Extracted entries –

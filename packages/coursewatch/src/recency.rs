//! Per-item admission predicates applied after diffing, before emission.
//!
//! These only suppress events. They run per item, never see the whole
//! collection, and have no effect on what gets cached: size-change
//! detection already happened against the unfiltered fetch.

use chrono::{DateTime, Duration, Utc};

use crate::items::{Announcement, Grade, InboxPost};

/// Default admission window for announcement dates.
pub const DEFAULT_ANNOUNCEMENT_WINDOW_HOURS: i64 = 48;

pub fn default_announcement_window() -> Duration {
    Duration::hours(DEFAULT_ANNOUNCEMENT_WINDOW_HOURS)
}

/// An announcement passes when its publish date or display start date is
/// newer than `now - window`. Future dates pass. With neither date
/// present the item is suppressed, so rebuilding a snapshot after data
/// loss never replays an undated backlog.
pub fn is_recent_announcement(item: &Announcement, now: DateTime<Utc>, window: Duration) -> bool {
    let cutoff = now - window;
    let newer = |date: Option<DateTime<Utc>>| date.is_some_and(|d| d > cutoff);
    newer(item.publish_date) || newer(item.start_date)
}

/// A grade is notifiable only while the student has never opened it on
/// the platform itself.
pub fn is_unseen_grade(item: &Grade) -> bool {
    item.user_last_seen.is_none()
}

/// An inbox post is notifiable only while unread.
pub fn is_unread_post(item: &InboxPost) -> bool {
    !item.read
}
#[async_trait]
impl SnapshotBackend for FailingBackend {
    async fn write(&self, _key: &str, _bytes: &[u8]) -> Result<(), StoreError> {
        Err(StoreError::Io(std::io::Error::new(
            std::io::ErrorKind::Other,
            "backend down",
        )))
    }

    async fn read_all(&self) -> Result<Vec<(String, Vec<u8>)>, StoreError> {
        Err(StoreError::Io(std::io::Error::new(
            std::io::ErrorKind::Other,
            "backend down",
        )))
    }

    async fn remove(&self, _key: &str) -> Result<(), StoreError> {
        Err(StoreError::Io(std::io::Error::new(
            std::io::ErrorKind::Other,
            "backend down",
        )))
    }
}

// ============================================================================
// FIXTURES
// ============================================================================

pub fn course(id: &str, code: &str) -> CourseInfo {
    CourseInfo {
        id: CourseId::new(id),
        code: code.to_string(),
        name: format!("Course {code}"),
    }
}

pub fn user(id: &str) -> UserId {
    UserId::new(id)
}

pub fn cookie(user_id: &str) -> Credential {
    Credential::new(UserId::new(user_id), format!("session-{user_id}"))
}

/// An announcement published an hour ago, inside any realistic window.
pub fn announcement(id: &str) -> Announcement {
    announcement_aged(id, 1)
}

pub fn announcement_aged(id: &str, hours_old: i64) -> Announcement {
    Announcement {
        id: id.to_string(),
        title: format!("Announcement {id}"),
        body: format!("Body of announcement {id}"),
        author: Some("Course staff".to_string()),
        publish_date: Some(Utc::now() - Duration::hours(hours_old)),
        start_date: None,
    }
}

pub fn undated_announcement(id: &str) -> Announcement {
    Announcement {
        publish_date: None,
        ..announcement(id)
    }
}
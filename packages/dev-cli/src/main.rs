//! Coursewatch development CLI
//!
//! Inspects and clears the durable snapshot mirror the watchers keep on
//! disk, and shows the configuration the engine would run with.

use std::path::{Path, PathBuf};
use std::process::ExitCode;

use anyhow::{Context, Result};
use clap::{Parser, Subcommand};
use colored::Colorize;
use coursewatch::WatchConfig;
use tracing_subscriber::{layer::SubscriberExt, util::SubscriberInitExt};

mod cmd;

#[derive(Parser)]
#[command(name = "dev")]
#[command(about = "Coursewatch development CLI")]
#[command(version)]
struct Cli {
    /// Snapshot directory (defaults to SNAPSHOT_DIR, then "snapshots")
    #[arg(short, long, global = true)]
    dir: Option<PathBuf>,

    #[command(subcommand)]
    command: Commands,
}

#[derive(Subcommand)]
enum Commands {
    /// Inspect and clear durable resource snapshots
    #[command(subcommand)]
    Snapshots(cmd::snapshots::SnapshotsCommand),

    /// Show the effective engine configuration
    Config,
}

#[tokio::main]
async fn main() -> ExitCode {
    // Surface library warnings (corrupt snapshots and the like) unless
    // the caller filters them out.
    tracing_subscriber::registry()
        .with(
            tracing_subscriber::EnvFilter::try_from_default_env()
                .unwrap_or_else(|_| "warn,coursewatch=info".into()),
        )
        .with(tracing_subscriber::fmt::layer())
        .init();

    if let Err(e) = run().await {
        eprintln!("{} {:#}", "Error:".red().bold(), e);
        return ExitCode::from(1);
    }
    ExitCode::SUCCESS
}

async fn run() -> Result<()> {
    let cli = Cli::parse();
    let config = WatchConfig::from_env().context("Failed to load configuration")?;
    let dir = cli.dir.unwrap_or_else(|| config.snapshot_dir.clone());

    match cli.command {
        Commands::Snapshots(command) => cmd::snapshots::run(&dir, command).await,
        Commands::Config => print_config(&config, &dir),
    }
}

fn print_config(config: &WatchConfig, dir: &Path) -> Result<()> {
    println!("{}", "Effective configuration".bright_cyan().bold());
    println!();
    println!("  snapshot dir          {}", dir.display());
    println!(
        "  announcement poll     {}s",
        config.announcement_interval.as_secs()
    );
    println!("  grade poll            {}s", config.grade_interval.as_secs());
    println!("  inbox poll            {}s", config.inbox_interval.as_secs());
    println!(
        "  announcement window   {}h",
        config.announcement_window.num_hours()
    );
    println!("  event bus capacity    {}", config.bus_capacity);
    Ok(())
}
//! Additions-only set difference between two fetched collections.

use std::collections::HashSet;

use crate::items::Identified;

/// Items of `new` whose id does not appear in `old`, in `new`'s order.
///
/// One-directional by design: removals are never reported, they only
/// show up as the stored snapshot shrinking. Runs in O(n + m) via a set
/// of old ids.
pub fn new_items<T>(new: &[T], old: &[T]) -> Vec<T>
where
    T: Identified + Clone,
{
    let seen: HashSet<&str> = old.iter().map(|item| item.id()).collect();
    new.iter()
        .filter(|item| !seen.contains(item.id()))
        .cloned()
        .collect()
}

#[cfg(test)]
mod tests {
    use super::*;
    use proptest::prelude::*;

    #[derive(Debug, Clone, PartialEq)]
    struct Row {
        id: String,
    }

    impl Identified for Row {
        fn id(&self) -> &str {
            &self.id
        }
    }

    fn rows(ids: &[&str]) -> Vec<Row> {
        ids.iter().map(|id| Row { id: id.to_string() }).collect()
    }

    #[test]
    fn additions_are_reported() {
        let old = rows(&["a", "b"]);
        let new = rows(&["a", "b", "c"]);
        assert_eq!(new_items(&new, &old), rows(&["c"]));
    }

    #[test]
    fn removals_are_ignored() {
        let old = rows(&["a", "b", "c"]);
        let new = rows(&["a"]);
        assert!(new_items(&new, &old).is_empty());
    }

    #[test]
    fn diff_against_empty_returns_everything() {
        let new = rows(&["a", "b"]);
        assert_eq!(new_items(&new, &[]), new);
    }

    #[test]
    fn order_follows_the_new_collection() {
        let old = rows(&["b"]);
        let new = rows(&["c", "b", "a"]);
        assert_eq!(new_items(&new, &old), rows(&["c", "a"]));
    }

    #[test]
    fn replaced_item_counts_as_new() {
        // Same sizes, one id swapped: the swapped-in item is an addition.
        let old = rows(&["a", "b"]);
        let new = rows(&["a", "c"]);
        assert_eq!(new_items(&new, &old), rows(&["c"]));
    }

    fn id_set() -> impl Strategy<Value = Vec<String>> {
        proptest::collection::hash_set("[a-z][a-z0-9]{0,5}", 0..16)
            .prop_map(|ids| ids.into_iter().collect())
    }

    proptest! {
        #[test]
        fn diff_with_itself_is_empty(ids in id_set()) {
            let collection: Vec<Row> = ids.into_iter().map(|id| Row { id }).collect();
            prop_assert!(new_items(&collection, &collection).is_empty());
        }

        #[test]
        fn every_reported_id_is_absent_from_old(new_ids in id_set(), old_ids in id_set()) {
            let new: Vec<Row> = new_ids.into_iter().map(|id| Row { id }).collect();
            let old: Vec<Row> = old_ids.iter().cloned().map(|id| Row { id }).collect();

            let fresh = new_items(&new, &old);
            for row in &fresh {
                prop_assert!(!old_ids.contains(&row.id));
            }
        }

        #[test]
        fn every_absent_id_is_reported_exactly_once(new_ids in id_set(), old_ids in id_set()) {
            let new: Vec<Row> = new_ids.iter().cloned().map(|id| Row { id }).collect();
            let old: Vec<Row> = old_ids.iter().cloned().map(|id| Row { id }).collect();

            let fresh = new_items(&new, &old);
            for id in new_ids.iter().filter(|id| !old_ids.contains(*id)) {
                prop_assert_eq!(fresh.iter().filter(|row| &row.id == id).count(), 1);
            }
        }
    }
}
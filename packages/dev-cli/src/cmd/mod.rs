pub mod snapshots;
//! Typed errors for the watch engine.
//!
//! Uses `thiserror` for library errors (not `anyhow`) so watchers can
//! match on failure classes when deciding how a tick proceeds.

use thiserror::Error;

use crate::types::UserId;

/// Errors surfaced by a remote resource fetch.
///
/// The class decides what a watcher does with the target: `Unauthorized`
/// is reported for credential invalidation, everything else is logged and
/// retried implicitly on the next tick. The target's snapshot is left
/// untouched either way.
#[derive(Debug, Error)]
pub enum FetchError {
    /// The remote system rejected the session cookie
    #[error("session cookie for user {user} rejected by the remote system")]
    Unauthorized {
        /// Owner of the rejected cookie
        user: UserId,
    },

    /// Network failure, remote 5xx, or unparsable response
    #[error("transient fetch failure: {message}")]
    Transient {
        message: String,
        #[source]
        source: Option<Box<dyn std::error::Error + Send + Sync>>,
    },
}

impl FetchError {
    /// Transient failure from a bare message.
    pub fn transient(message: impl Into<String>) -> Self {
        Self::Transient {
            message: message.into(),
            source: None,
        }
    }

    /// Transient failure wrapping an underlying error.
    pub fn transient_from<E>(message: impl Into<String>, source: E) -> Self
    where
        E: std::error::Error + Send + Sync + 'static,
    {
        Self::Transient {
            message: message.into(),
            source: Some(Box::new(source)),
        }
    }

    /// True when the failure must invalidate the credential that made it.
    pub fn is_unauthorized(&self) -> bool {
        matches!(self, Self::Unauthorized { .. })
    }
}

/// Watch-target enumeration failed.
///
/// There is no partial enumeration: the tick that hits this aborts,
/// keeping every snapshot written earlier in the same tick.
#[derive(Debug, Error)]
#[error("directory enumeration failed: {message}")]
pub struct DirectoryError {
    pub message: String,
    #[source]
    pub source: Option<Box<dyn std::error::Error + Send + Sync>>,
}

impl DirectoryError {
    pub fn new(message: impl Into<String>) -> Self {
        Self {
            message: message.into(),
            source: None,
        }
    }

    pub fn from_source<E>(message: impl Into<String>, source: E) -> Self
    where
        E: std::error::Error + Send + Sync + 'static,
    {
        Self {
            message: message.into(),
            source: Some(Box::new(source)),
        }
    }
}

/// Errors from the durable snapshot mirror.
#[derive(Debug, Error)]
pub enum StoreError {
    /// Filesystem operation failed
    #[error("snapshot io error: {0}")]
    Io(#[from] std::io::Error),

    /// Snapshot could not be serialized
    #[error("snapshot serialization error: {0}")]
    Serialize(#[from] serde_json::Error),
}

/// Invalid engine configuration.
#[derive(Debug, Error)]
pub enum ConfigError {
    /// Environment variable holds a non-numeric value
    #[error("{var} must be a positive integer, got {value:?}")]
    InvalidNumber { var: &'static str, value: String },
}

/// Errors that terminate a watcher tick or scheduler startup.
#[derive(Debug, Error)]
pub enum WatchError {
    /// Tick aborted before any target was processed
    #[error("tick aborted: {0}")]
    Directory(#[from] DirectoryError),

    /// Scheduler could not be built or started
    #[error("scheduler error: {0}")]
    Scheduler(#[from] tokio_cron_scheduler::JobSchedulerError),

    /// Durable snapshots could not be read at startup
    #[error("snapshot load failed: {0}")]
    Load(#[from] StoreError),
}

/// Result type alias for fetch operations.
pub type FetchResult<T> = std::result::Result<T, FetchError>;

/// Result type alias for directory enumeration.
pub type DirectoryResult<T> = std::result::Result<T, DirectoryError>;

/// Result type alias for watcher ticks and scheduler operations.
pub type WatchResult<T> = std::result::Result<T, WatchError>;
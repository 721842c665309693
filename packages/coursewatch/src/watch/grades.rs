//! Grade watcher.
//!
//! Grades are personal: every (course, user) pair is its own target with
//! its own snapshot, fetched with that user's cookie only. There is no
//! credential fallback here; another user's session cannot read someone
//! else's grades.

use std::sync::Arc;

use async_trait::async_trait;

use super::{
    apply_fetch, report_unauthorized, usable_credential, SnapshotOutcome, TickReport, WatchDeps,
    Watcher,
};
use crate::error::{FetchError, WatchResult};
use crate::events::UpdateEvent;
use crate::items::Grade;
use crate::recency;
use crate::store::SnapshotStore;
use crate::traits::GradeFetcher;
use crate::types::{CourseInfo, Credential, ResourceKey, ResourceKind, UserId};

pub struct GradeWatcher {
    deps: WatchDeps,
    fetcher: Arc<dyn GradeFetcher>,
    store: Arc<SnapshotStore<Grade>>,
}

impl GradeWatcher {
    pub fn new(
        deps: WatchDeps,
        fetcher: Arc<dyn GradeFetcher>,
        store: Arc<SnapshotStore<Grade>>,
    ) -> Self {
        Self {
            deps,
            fetcher,
            store,
        }
    }

    async fn process_target(
        &self,
        course: &CourseInfo,
        user: &UserId,
        credential: &Credential,
        report: &mut TickReport,
    ) {
        let grades = match self.fetcher.fetch(credential, &course.id, user).await {
            Ok(grades) => {
                report.fetched += 1;
                grades
            }
            Err(FetchError::Unauthorized { user }) => {
                report.unauthorized += 1;
                report_unauthorized(self.deps.credential_sink.as_ref(), &user, self.kind()).await;
                return;
            }
            Err(error) => {
                report.transient_failures += 1;
                tracing::warn!(
                    course_id = %course.id,
                    user = %user,
                    %error,
                    "grade fetch failed; target untouched until next tick"
                );
                return;
            }
        };

        // Drafts and hidden entries never enter the snapshot; a grade
        // flipping to published later must still look like an addition.
        let published: Vec<Grade> = grades.into_iter().filter(Grade::is_published).collect();

        let key = ResourceKey::grades(&course.id, user);
        match apply_fetch(self.store.as_ref(), &key, published).await {
            SnapshotOutcome::FirstSeen => {
                tracing::info!(course_id = %course.id, user = %user, "first grade snapshot stored");
            }
            SnapshotOutcome::Unchanged => {}
            SnapshotOutcome::Changed { fresh } => {
                self.emit_fresh(course, user, credential, fresh, report).await;
            }
        }
    }

    /// Enrich each notifiable grade with its full feedback, then emit.
    /// An enrichment failure drops that one grade's event and nothing
    /// else; the snapshot has already advanced.
    async fn emit_fresh(
        &self,
        course: &CourseInfo,
        user: &UserId,
        credential: &Credential,
        fresh: Vec<Grade>,
        report: &mut TickReport,
    ) {
        for grade in fresh {
            if !recency::is_unseen_grade(&grade) {
                tracing::debug!(
                    course_id = %course.id,
                    user = %user,
                    grade_id = %grade.id,
                    "grade already opened on the platform; suppressed"
                );
                continue;
            }

            match self
                .fetcher
                .fetch_feedback(credential, &course.id, &grade.id)
                .await
            {
                Ok(feedback) => {
                    let item = Grade {
                        feedback: Some(feedback),
                        ..grade
                    };
                    report.events += 1;
                    self.deps.bus.emit(UpdateEvent::Grade {
                        course: course.clone(),
                        user_id: user.clone(),
                        item,
                    });
                }
                Err(error) => {
                    report.transient_failures += 1;
                    tracing::warn!(
                        course_id = %course.id,
                        user = %user,
                        grade_id = %grade.id,
                        %error,
                        "feedback enrichment failed; dropping this grade's event"
                    );
                }
            }
        }
    }
}

#[async_trait]
impl Watcher for GradeWatcher {
    fn kind(&self) -> ResourceKind {
        ResourceKind::Grades
    }

    async fn tick(&self) -> WatchResult<TickReport> {
        let mut report = TickReport::default();
        let courses = self.deps.directory.active_courses().await?;

        for course in courses {
            let users = self.deps.directory.active_users(&course.id).await?;

            for user in users {
                report.targets += 1;

                let Some(credential) =
                    usable_credential(self.deps.credentials.as_ref(), &user).await
                else {
                    report.skipped += 1;
                    continue;
                };

                self.process_target(&course, &user, &credential, &mut report)
                    .await;
            }
        }

        Ok(report)
    }
}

Assignment – Nothing but a number is expected here: say how many lines in the material hold "Option".

Answer space – 4